Hank (Richard Locke) and Gene (Fred Halsted) are fired from their trucker jobs after an alcohol-fueled brawl. The two search for opportunities in the blue-collar workforce, but are often distracted by other men along the way.

== Cast ==

- Richard Locke as Hank
- Fred Halsted as Gene
- Beth McDyer as Lil
- Georgina Spelvin as Millie, Roadhouse Owner
- Steve King as Will, as Voyeuristic Man
- Jeanne Marie Marchaud as Voyeuristic Woman
- Stan Braddock as Foreman
- Aaron Taylor as Jim as Man in Car
- Robert Snowden as Wayne as Man in Car
- Keith Anthoni as Boyd, Bike Rider
- Kenneth Brown as Chuck, Stranded Motorist
- Rob Carter as Homer, Mechanic
- Clay Russell as Roy, Park Ranger
- Veronica Compton as Cindi

- Guillermo Ricardo as Diego, Gardener
- Lou Davis as Roger, Repairman
- Jared Benson as Seth
- Mike Morris as Mr.
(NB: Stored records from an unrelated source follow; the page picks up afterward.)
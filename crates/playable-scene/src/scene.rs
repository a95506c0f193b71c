//! Scene trait and the upward events scenes emit.

use std::fmt;
use std::str::FromStr;

use serde::{Deserialize, Serialize};

use crate::animation::OwnerId;
use crate::context::Context;
use crate::display::{DisplayList, Transform};
use crate::elements::popup::Overlay;
use crate::error::SceneError;

/// Every scene the playable knows about.
#[derive(Debug, Clone, Copy, PartialEq, Eq, Hash, PartialOrd, Ord, Serialize, Deserialize)]
#[serde(rename_all = "lowercase")]
pub enum SceneKind {
    Main,
    Final,
}

impl SceneKind {
    pub const ALL: [SceneKind; 2] = [SceneKind::Main, SceneKind::Final];

    pub fn name(&self) -> &'static str {
        match self {
            SceneKind::Main => "main",
            SceneKind::Final => "final",
        }
    }
}

impl fmt::Display for SceneKind {
    fn fmt(&self, f: &mut fmt::Formatter<'_>) -> fmt::Result {
        f.write_str(self.name())
    }
}

impl FromStr for SceneKind {
    type Err = SceneError;

    fn from_str(s: &str) -> Result<Self, Self::Err> {
        match s.trim().to_ascii_lowercase().as_str() {
            "main" => Ok(SceneKind::Main),
            "final" => Ok(SceneKind::Final),
            _ => Err(SceneError::UnknownSceneKind(s.to_string())),
        }
    }
}

/// Request emitted by scene content, handled by the scene host or passed
/// further up to the shell.
#[derive(Debug)]
pub enum SceneEvent {
    SwitchScene(SceneKind),
    ShowOverlay(Box<dyn Overlay>),
    HideOverlay,
    InstallRequested,
}

/// Result of routing a pointer event into a scene.
#[derive(Debug, Clone, Copy, PartialEq, Eq)]
pub enum SceneResult {
    Handled,
    Ignored,
}

/// Pointer position in viewport coordinates.
#[derive(Debug, Clone, Copy, PartialEq)]
pub struct PointerEvent {
    pub x: f32,
    pub y: f32,
}

impl PointerEvent {
    pub fn new(x: f32, y: f32) -> Self {
        Self { x, y }
    }
}

/// State every scene carries: its timeline owner, the opacity written by the
/// host, the destroyed flag and the outgoing event buffer.
#[derive(Debug)]
pub struct SceneRoot {
    owner: OwnerId,
    opacity: f32,
    destroyed: bool,
    events: Vec<SceneEvent>,
}

impl Default for SceneRoot {
    fn default() -> Self {
        Self::new()
    }
}

impl SceneRoot {
    pub fn new() -> Self {
        Self {
            owner: OwnerId::new(),
            opacity: 1.0,
            destroyed: false,
            events: Vec::new(),
        }
    }

    pub fn owner(&self) -> OwnerId {
        self.owner
    }

    pub fn emit(&mut self, event: SceneEvent) {
        self.events.push(event);
    }

    pub fn transform(&self) -> Transform {
        Transform::new([0.0, 0.0], 1.0, self.opacity)
    }
}

/// A full-screen scene owned by the `SceneHost`.
///
/// Implementors provide `root`/`root_mut` and their content hooks; opacity,
/// event draining and teardown bookkeeping come from the default methods.
pub trait Scene: Send + fmt::Debug {
    fn kind(&self) -> SceneKind;

    fn root(&self) -> &SceneRoot;

    fn root_mut(&mut self) -> &mut SceneRoot;

    /// Lay out content for a new viewport size.
    fn resize(&mut self, ctx: &mut Context, width: f32, height: f32);

    /// Called when the scene becomes current, after its fade-in completes.
    fn on_enter(&mut self, _ctx: &mut Context) {}

    /// Per-frame hook, after the scheduler ticks.
    fn update(&mut self, _ctx: &mut Context) {}

    fn pointer_down(&mut self, _ctx: &mut Context, _event: PointerEvent) -> SceneResult {
        SceneResult::Ignored
    }

    fn pointer_up(&mut self, _ctx: &mut Context, _event: PointerEvent) -> SceneResult {
        SceneResult::Ignored
    }

    /// The release was taken by something else; drop presses without
    /// emitting clicks.
    fn pointer_cancel(&mut self, _ctx: &mut Context) {}

    /// Emit content draw commands under `parent`.
    fn draw_content(&self, ctx: &Context, parent: Transform, list: &mut DisplayList);

    /// Release content timelines.
    fn teardown(&mut self, _ctx: &mut Context) {}

    fn owner(&self) -> OwnerId {
        self.root().owner
    }

    fn opacity(&self) -> f32 {
        self.root().opacity
    }

    fn set_opacity(&mut self, opacity: f32) {
        self.root_mut().opacity = opacity.clamp(0.0, 1.0);
    }

    fn is_destroyed(&self) -> bool {
        self.root().destroyed
    }

    fn drain_events(&mut self) -> Vec<SceneEvent> {
        std::mem::take(&mut self.root_mut().events)
    }

    fn draw(&self, ctx: &Context, list: &mut DisplayList) {
        self.draw_content(ctx, self.root().transform(), list);
    }

    /// Cancel every owned timeline and mark the scene destroyed. Idempotent.
    fn destroy(&mut self, ctx: &mut Context) {
        if self.is_destroyed() {
            return;
        }
        self.teardown(ctx);
        ctx.scheduler.cancel_owner(self.owner());
        for event in self.drain_events() {
            if let SceneEvent::ShowOverlay(mut overlay) = event {
                overlay.destroy(ctx);
            }
        }
        self.root_mut().destroyed = true;
    }
}
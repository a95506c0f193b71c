//! Viewport dimensions and their classification.
//!
//! The shell is the only writer; every other component reads the viewport
//! through `Context::viewport`.

use playable_config::LayoutConfig;
use serde::{Deserialize, Serialize};

/// Coarse device size bucket derived from the viewport width.
#[derive(Debug, Clone, Copy, PartialEq, Eq, Hash, Serialize, Deserialize)]
#[serde(rename_all = "snake_case")]
pub enum DeviceClass {
    Mobile,
    Tablet,
    Desktop,
}

/// Viewport orientation. A square viewport counts as portrait.
#[derive(Debug, Clone, Copy, PartialEq, Eq, Hash, Serialize, Deserialize)]
#[serde(rename_all = "snake_case")]
pub enum Orientation {
    Landscape,
    Portrait,
}

/// Current viewport size plus the breakpoints used to classify it.
#[derive(Debug, Clone, PartialEq)]
pub struct Viewport {
    width: f32,
    height: f32,
    breakpoints: LayoutConfig,
}

impl Default for Viewport {
    fn default() -> Self {
        Self::new(0.0, 0.0)
    }
}

impl Viewport {
    /// Create a viewport with the default breakpoints.
    pub fn new(width: f32, height: f32) -> Self {
        Self::with_breakpoints(width, height, LayoutConfig::default())
    }

    /// Create a viewport with custom breakpoints.
    pub fn with_breakpoints(width: f32, height: f32, breakpoints: LayoutConfig) -> Self {
        Self {
            width,
            height,
            breakpoints,
        }
    }

    pub fn width(&self) -> f32 {
        self.width
    }

    pub fn height(&self) -> f32 {
        self.height
    }

    /// Record new dimensions after a layout change.
    pub fn update_dimensions(&mut self, width: f32, height: f32) {
        self.width = width;
        self.height = height;
    }

    pub fn is_landscape(&self) -> bool {
        self.width > self.height
    }

    pub fn is_portrait(&self) -> bool {
        self.height > self.width
    }

    pub fn is_mobile(&self) -> bool {
        self.width < self.breakpoints.tablet_min_width
    }

    pub fn is_mobile_xs(&self) -> bool {
        self.width <= self.breakpoints.mobile_xs_max_width
    }

    pub fn is_tablet(&self) -> bool {
        self.width >= self.breakpoints.tablet_min_width
            && self.width < self.breakpoints.desktop_min_width
    }

    pub fn is_desktop(&self) -> bool {
        self.width >= self.breakpoints.desktop_min_width
    }

    /// Width over height; zero while the height is unknown.
    pub fn aspect_ratio(&self) -> f32 {
        if self.height > 0.0 {
            self.width / self.height
        } else {
            0.0
        }
    }

    pub fn device_class(&self) -> DeviceClass {
        if self.is_mobile() {
            DeviceClass::Mobile
        } else if self.is_tablet() {
            DeviceClass::Tablet
        } else {
            DeviceClass::Desktop
        }
    }

    pub fn orientation(&self) -> Orientation {
        if self.is_landscape() {
            Orientation::Landscape
        } else {
            Orientation::Portrait
        }
    }
}

#[cfg(test)]
mod tests {
    use super::*;

    #[test]
    fn test_orientation() {
        assert_eq!(Viewport::new(1280.0, 720.0).orientation(), Orientation::Landscape);
        assert_eq!(Viewport::new(720.0, 1280.0).orientation(), Orientation::Portrait);

        let square = Viewport::new(500.0, 500.0);
        assert!(!square.is_landscape());
        assert!(!square.is_portrait());
        assert_eq!(square.orientation(), Orientation::Portrait);
    }

    #[test]
    fn test_device_class_breakpoints() {
        assert_eq!(Viewport::new(360.0, 640.0).device_class(), DeviceClass::Mobile);
        assert!(Viewport::new(360.0, 640.0).is_mobile_xs());
        assert!(!Viewport::new(361.0, 640.0).is_mobile_xs());
        assert_eq!(Viewport::new(767.0, 640.0).device_class(), DeviceClass::Mobile);
        assert_eq!(Viewport::new(768.0, 640.0).device_class(), DeviceClass::Tablet);
        assert_eq!(Viewport::new(1023.0, 640.0).device_class(), DeviceClass::Tablet);
        assert_eq!(Viewport::new(1024.0, 640.0).device_class(), DeviceClass::Desktop);
    }

    #[test]
    fn test_custom_breakpoints() {
        let breakpoints = LayoutConfig {
            mobile_xs_max_width: 320.0,
            tablet_min_width: 600.0,
            desktop_min_width: 900.0,
        };
        let viewport = Viewport::with_breakpoints(700.0, 400.0, breakpoints);
        assert_eq!(viewport.device_class(), DeviceClass::Tablet);
    }

    #[test]
    fn test_update_and_aspect_ratio() {
        let mut viewport = Viewport::default();
        assert_eq!(viewport.aspect_ratio(), 0.0);

        viewport.update_dimensions(1600.0, 800.0);
        assert_eq!(viewport.width(), 1600.0);
        assert_eq!(viewport.aspect_ratio(), 2.0);
    }
}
Harris
- Hal Dorn
- Tim Kincaid
- Ty Harper
- Elmer Jackson
- Yank Jankowski
- Christian Laage
- Buck Lingren
- Bill Oberfeldt
- Al Yeager

== Legacy ==

Adult Video News (2006) included the "Working Man Trilogy" in its list of the top ten most innovative, influential and "hottest" gay pornographic films.

== Critical reception ==

TLA Video, in their 2012 review of the DVD release, was very favorable towards the film, giving it four stars out of a possible four.

== DVD release ==

The films comprising the "Working Man Trilogy" were restored and released on DVD by HIS Video.